Analyst · Deutsche Bank. Your line is open.

Yes, I’ll take a quick stab at the competitive landscape and hand it to Drew or your first question. So the, as we focus on the front end of the development funnel, there is more diffuse competition there where the competition and services specifically has come up significantly is really at the large CDMO level where there are fewer programs. So we the competitive landscape is sort of meeting in the middle with large CDMOs who have recently brought mRNA capacity to the market, reaching back into earlier phases and discovery folks such as us progressing through from discovery through Phase 1 through Phase 2 and so on since about two-thirds of our TriLink revenue is Discovery. We are really, I think, being more affected there by new project starts, slowdowns or delays than specific competition. So then I’ll hand to Drew for the first part of your question.

Drew Burch

Analyst · Deutsche Bank. Your line is open.
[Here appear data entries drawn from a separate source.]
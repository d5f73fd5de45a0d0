use std::path::{Path, PathBuf};
use std::fs;
use std::io;
use std::sync::Arc;
use std::env;
use tokio::sync::Mutex;
use sha2::{Sha256, Digest};

/// Environment variable overriding the directory the assets are resolved against.
pub const HOME_ENV: &str = "FOODLENS_HOME";

const WEIGHTS_FILE: &str = "model/model.onnx";
const LABELS_FILE: &str = "food-101/meta/classes.txt";

#[derive(Debug, thiserror::Error)]
pub enum ModelError {
    #[error("Weights file not found: {0}")]
    NotFound(String),
    #[error("Download error: {0}")]
    DownloadError(#[from] reqwest::Error),
    #[error("Download failed with HTTP status {0}")]
    HttpStatus(u16),
    #[error("IO error: {0}")]
    IoError(#[from] io::Error),
    #[error("Model verification failed")]
    VerificationFailed,
    #[error("Hash mismatch: expected {expected}, got {actual} for {file_type} file")]
    HashMismatch {
        file_type: String,
        expected: String,
        actual: String,
    },
}

/// A pinned location for the fine-tuned weights.
#[derive(Debug, Clone, PartialEq, Eq)]
pub struct WeightsSource {
    pub url: String,
    /// Lowercase hex SHA-256 of the file
    pub sha256: String,
}

impl WeightsSource {
    pub fn new(url: impl Into<String>, sha256: impl Into<String>) -> Self {
        Self {
            url: url.into(),
            sha256: sha256.into().to_lowercase(),
        }
    }
}

/// Locates the weights file and label list relative to the service, verifies
/// them and fetches pinned weights on request.
///
/// Layout under the base directory:
/// - `model/model.onnx`
/// - `food-101/meta/classes.txt`
#[derive(Debug, Clone)]
pub struct ModelManager {
    base_dir: PathBuf,
    download_lock: Arc<Mutex<()>>,
}

impl ModelManager {
    /// Creates a new ModelManager rooted at the default base directory
    pub fn new_default() -> Self {
        Self::new(Self::get_default_base_dir())
    }

    /// Returns the default base directory. The working directory is never
    /// consulted, so the service behaves the same wherever it is launched from.
    pub fn get_default_base_dir() -> PathBuf {
        // 1. Check environment variable
        if let Ok(path) = env::var(HOME_ENV) {
            return PathBuf::from(path);
        }

        // 2. Directory containing the running executable
        if let Some(dir) = env::current_exe().ok().and_then(|exe| exe.parent().map(Path::to_path_buf)) {
            return dir;
        }

        // 3. Platform-specific data directory
        if let Some(data_dir) = dirs::data_dir() {
            return data_dir.join("foodlens");
        }

        // 4. If all else fails, use system temp directory (platform agnostic)
        env::temp_dir().join("foodlens")
    }

    pub fn new<P: AsRef<Path>>(base_dir: P) -> Self {
        Self {
            base_dir: base_dir.as_ref().to_path_buf(),
            download_lock: Arc::new(Mutex::new(())),
        }
    }

    pub fn base_dir(&self) -> &Path {
        &self.base_dir
    }

    pub fn get_weights_path(&self) -> PathBuf {
        self.base_dir.join(WEIGHTS_FILE)
    }

    pub fn get_labels_path(&self) -> PathBuf {
        self.base_dir.join(LABELS_FILE)
    }

    pub fn has_weights(&self) -> bool {
        self.get_weights_path().exists()
    }

    pub fn has_labels(&self) -> bool {
        self.get_labels_path().exists()
    }

    /// True when both startup files are present.
    pub fn is_model_present(&self) -> bool {
        let weights_path = self.get_weights_path();
        let labels_path = self.get_labels_path();
        log::info!("Checking model files:");
        log::info!("  Weights path: {:?} (exists: {})", weights_path, weights_path.exists());
        log::info!("  Labels path: {:?} (exists: {})", labels_path, labels_path.exists());
        weights_path.exists() && labels_path.exists()
    }

    fn hash_bytes(bytes: &[u8]) -> String {
        let mut hasher = Sha256::new();
        hasher.update(bytes);
        format!("{:x}", hasher.finalize())
    }

    fn verify_file(&self, path: &Path, expected_hash: &str) -> Result<bool, ModelError> {
        log::info!("Verifying file: {:?}", path);
        let bytes = fs::read(path)?;
        let hash = Self::hash_bytes(&bytes);
        log::debug!("Calculated hash: {}", hash);
        log::debug!("Expected hash:   {}", expected_hash);
        Ok(hash == expected_hash.to_lowercase())
    }

    /// Checks the weights file against a SHA-256 digest. A missing file is
    /// reported as `Ok(false)`.
    pub fn verify_weights(&self, expected_hash: &str) -> Result<bool, ModelError> {
        let weights_path = self.get_weights_path();
        if !weights_path.exists() {
            log::info!("Weights file {:?} does not exist", weights_path);
            return Ok(false);
        }
        self.verify_file(&weights_path, expected_hash)
    }

    /// Downloads the weights, checks the digest and moves them into the
    /// managed location. Existing weights are only replaced once the new file
    /// has been written and verified.
    pub async fn download_weights(&self, source: &WeightsSource) -> Result<(), ModelError> {
        let _lock = self.download_lock.lock().await;
        let path = self.get_weights_path();
        log::info!("Downloading weights from {} to {:?}", source.url, path);

        let response = reqwest::get(&source.url).await?;
        log::info!("Download response status: {}", response.status());
        if !response.status().is_success() {
            return Err(ModelError::HttpStatus(response.status().as_u16()));
        }
        let bytes = response.bytes().await?;
        log::info!("Downloaded {} bytes", bytes.len());

        let hash = Self::hash_bytes(&bytes);
        if hash != source.sha256 {
            log::error!("weights hash mismatch: expected {}, got {}", source.sha256, hash);
            return Err(ModelError::HashMismatch {
                file_type: "weights".to_string(),
                expected: source.sha256.clone(),
                actual: hash,
            });
        }

        if let Some(parent) = path.parent() {
            fs::create_dir_all(parent)?;
        }
        let staging = path.with_extension("onnx.part");
        fs::write(&staging, &bytes)?;

        if !self.verify_file(&staging, &source.sha256)? {
            let _ = fs::remove_file(&staging);
            return Err(ModelError::VerificationFailed);
        }
        fs::rename(&staging, &path)?;

        log::info!("Weights downloaded and verified successfully");
        Ok(())
    }

    /// Ensures the weights match `source`, downloading them if they are
    /// missing or fail verification.
    pub async fn ensure_weights(&self, source: &WeightsSource) -> Result<PathBuf, ModelError> {
        if self.verify_weights(&source.sha256)? {
            log::info!("Weights verification successful");
        } else {
            log::info!("Weights missing or outdated, downloading...");
            self.download_weights(source).await?;
        }
        Ok(self.get_weights_path())
    }

    /// Returns the weights path, failing if the file is absent.
    pub fn require_weights(&self) -> Result<PathBuf, ModelError> {
        let path = self.get_weights_path();
        if path.exists() {
            Ok(path)
        } else {
            Err(ModelError::NotFound(path.to_string_lossy().to_string()))
        }
    }

    pub fn remove_weights(&self) -> Result<(), ModelError> {
        let weights_path = self.get_weights_path();
        if weights_path.exists() {
            fs::remove_file(&weights_path)?;
        }
        Ok(())
    }
}

#[cfg(test)]
mod tests {
    use super::*;

    const EMPTY_SHA256: &str = "e3b0c44298fc1c149afbf4c8996fb92427ae41e4649b934ca495991b7852b855";

    fn scratch_dir(name: &str) -> PathBuf {
        let dir = env::temp_dir().join("foodlens-manager-unit").join(name);
        let _ = fs::remove_dir_all(&dir);
        fs::create_dir_all(&dir).unwrap();
        dir
    }

    #[test]
    fn test_layout() {
        let manager = ModelManager::new("/srv/foodlens");
        assert_eq!(manager.get_weights_path(), PathBuf::from("/srv/foodlens/model/model.onnx"));
        assert_eq!(
            manager.get_labels_path(),
            PathBuf::from("/srv/foodlens/food-101/meta/classes.txt")
        );
    }

    #[test]
    fn test_verify_weights() {
        let dir = scratch_dir("verify");
        let manager = ModelManager::new(&dir);
        assert!(!manager.verify_weights(EMPTY_SHA256).unwrap());
        assert!(matches!(manager.require_weights(), Err(ModelError::NotFound(_))));

        fs::create_dir_all(dir.join("model")).unwrap();
        fs::write(manager.get_weights_path(), b"").unwrap();
        assert!(manager.verify_weights(EMPTY_SHA256).unwrap());
        assert!(manager.verify_weights(&EMPTY_SHA256.to_uppercase()).unwrap());

        fs::write(manager.get_weights_path(), b"corrupted data").unwrap();
        assert!(!manager.verify_weights(EMPTY_SHA256).unwrap());

        manager.remove_weights().unwrap();
        assert!(!manager.has_weights());
    }

    #[test]
    fn test_source_hash_is_normalized() {
        let source = WeightsSource::new("https://example.invalid/model.onnx", "ABCDEF");
        assert_eq!(source.sha256, "abcdef");
    }

    #[tokio::test]
    async fn test_ensure_weights_skips_download_when_verified() {
        let dir = scratch_dir("ensure");
        let manager = ModelManager::new(&dir);
        fs::create_dir_all(dir.join("model")).unwrap();
        fs::write(manager.get_weights_path(), b"").unwrap();

        // The URL is never contacted because the local file already matches.
        let source = WeightsSource::new("http://127.0.0.1:9/model.onnx", EMPTY_SHA256);
        let path = manager.ensure_weights(&source).await.unwrap();
        assert_eq!(path, manager.get_weights_path());
    }
}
Sure. Thanks, Trey. Look, I think it’s difficult to put a precise percentage on it in recurring revenue terms. I think we have there are customers in discovery order from a on regular basis and tends to recur. We have some platforms that were built into the two quarter on a quarterly basis and that was supplied regularly as you get further into clinical trials, whether we’re supporting with reagents like CleanCap or whether we’re supporting with clinical trial services, it may be a recurring piece of business so long as that program continues to advance through the clinic, but the advancement of that program through the clinic may not occur on a regularly quarter regular quarterly basis. So there may be stocking events in certain phases of the clinical trial, and there may be manufacturing events at certain phases of the clinical trial. So hopefully, that helps get to your question, but it’s really a mix of both and not always in a consistent quarterly pattern on the clinical trial activities.

Operator

Operator

We are now out of time. I’d like to turn the call back over to Deb Hart, Senior Director, Investor Relations.

Deb Hart

Analyst

Thank you, Tammy, and thanks, everyone, for your time today and for joining the call. We will be at a couple of conferences next week and hope to catch up with many of you there. Have a good evening.

Operator

Operator

This concludes today’s conference call. You may now disconnect.